HOW TO COMPLETE THIS TASK: Using the entries below, write out the line with "use std::rc::Rc;", the line with "when the configured", and every line in between, exactly as each is written.

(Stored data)

________________________

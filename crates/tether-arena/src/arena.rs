//! The record arena: allocation facade and fuse operations.

use std::any::Any;
use std::cell::RefCell;
use std::fmt;
use std::rc::Rc;

use tether_core::ArenaId;

use crate::config::ArenaConfig;
use crate::error::ArenaError;
use crate::group::FuseGroup;
use crate::record::RecordPtr;
use crate::store::RecordStore;

/// A bulk-freed arena of address-stable records.
///
/// `RecordArena` is a unique handle (it is not `Clone`): whoever owns it
/// decides when the arena's lifetime ends. The memory itself belongs to
/// the arena's fusion group and is released when the last handle into the
/// group drops, so fusing arenas extends record lifetimes across handles.
///
/// Records are write-once: they are installed by [`RecordArena::alloc`]
/// and never mutated or individually freed afterwards.
pub struct RecordArena {
    id: ArenaId,
    store: Rc<RefCell<RecordStore>>,
    group: Rc<FuseGroup>,
}

impl RecordArena {
    /// Create an arena with the default configuration.
    pub fn new() -> Self {
        Self::with_config(ArenaConfig::default())
    }

    /// Create an arena with an explicit configuration.
    pub fn with_config(config: ArenaConfig) -> Self {
        let store = Rc::new(RefCell::new(RecordStore::new(config)));
        let group = FuseGroup::new(Rc::clone(&store));
        Self {
            id: ArenaId::next(),
            store,
            group,
        }
    }

    /// Allocate a record and return its address-stable pointer.
    ///
    /// Fails with [`ArenaError::CapacityExceeded`] when the configured
    /// memory limit would be exceeded; a failed allocation leaves the
    /// arena unchanged.
    ///
    /// Panics if `T` is zero-sized, since such records have no stable
    /// address to key identity on.
    pub fn alloc<T: Any>(&self, value: T) -> Result<RecordPtr<T>, ArenaError> {
        let ptr = self.store.borrow_mut().alloc(value)?;
        Ok(RecordPtr::new(ptr))
    }

    /// Fuse this arena's lifetime with `other`'s.
    ///
    /// Afterwards the two arenas form one lifetime group: every record of
    /// either arena stays alive until the last handle into the group is
    /// dropped. Fusing an arena with itself, or two arenas that are
    /// already in the same group, is a no-op.
    pub fn fuse(&self, other: &RecordArena) {
        let ours = FuseGroup::root(&self.group);
        let theirs = FuseGroup::root(&other.group);
        if Rc::ptr_eq(&ours, &theirs) {
            return;
        }
        ours.absorb(&theirs);
    }

    /// Whether `self` and `other` share a lifetime group.
    pub fn same_group(&self, other: &RecordArena) -> bool {
        Rc::ptr_eq(&FuseGroup::root(&self.group), &FuseGroup::root(&other.group))
    }

    /// Number of records allocated from this arena (not its whole group).
    pub fn record_count(&self) -> usize {
        self.store.borrow().record_count()
    }

    /// Bytes of record payload allocated from this arena.
    pub fn memory_bytes(&self) -> usize {
        self.store.borrow().memory_bytes()
    }

    /// This arena's unique instance ID.
    pub fn id(&self) -> ArenaId {
        self.id
    }
}

impl Default for RecordArena {
    fn default() -> Self {
        Self::new()
    }
}

impl fmt::Debug for RecordArena {
    fn fmt(&self, f: &mut fmt::Formatter<'_>) -> fmt::Result {
        f.debug_struct("RecordArena")
            .field("id", &self.id)
            .field("records", &self.record_count())
            .finish()
    }
}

________________________

EXERCISE ANSWER:
use std::rc::Rc;

use tether_core::ArenaId;

use crate::config::ArenaConfig;
use crate::error::ArenaError;
use crate::group::FuseGroup;
use crate::record::RecordPtr;
use crate::store::RecordStore;

/// A bulk-freed arena of address-stable records.
///
/// `RecordArena` is a unique handle (it is not `Clone`): whoever owns it
/// decides when the arena's lifetime ends. The memory itself belongs to
/// the arena's fusion group and is released when the last handle into the
/// group drops, so fusing arenas extends record lifetimes across handles.
///
/// Records are write-once: they are installed by [`RecordArena::alloc`]
/// and never mutated or individually freed afterwards.
pub struct RecordArena {
    id: ArenaId,
    store: Rc<RefCell<RecordStore>>,
    group: Rc<FuseGroup>,
}

impl RecordArena {
    /// Create an arena with the default configuration.
    pub fn new() -> Self {
        Self::with_config(ArenaConfig::default())
    }

    /// Create an arena with an explicit configuration.
    pub fn with_config(config: ArenaConfig) -> Self {
        let store = Rc::new(RefCell::new(RecordStore::new(config)));
        let group = FuseGroup::new(Rc::clone(&store));
        Self {
            id: ArenaId::next(),
            store,
            group,
        }
    }

    /// Allocate a record and return its address-stable pointer.
    ///
    /// Fails with [`ArenaError::CapacityExceeded`] when the configured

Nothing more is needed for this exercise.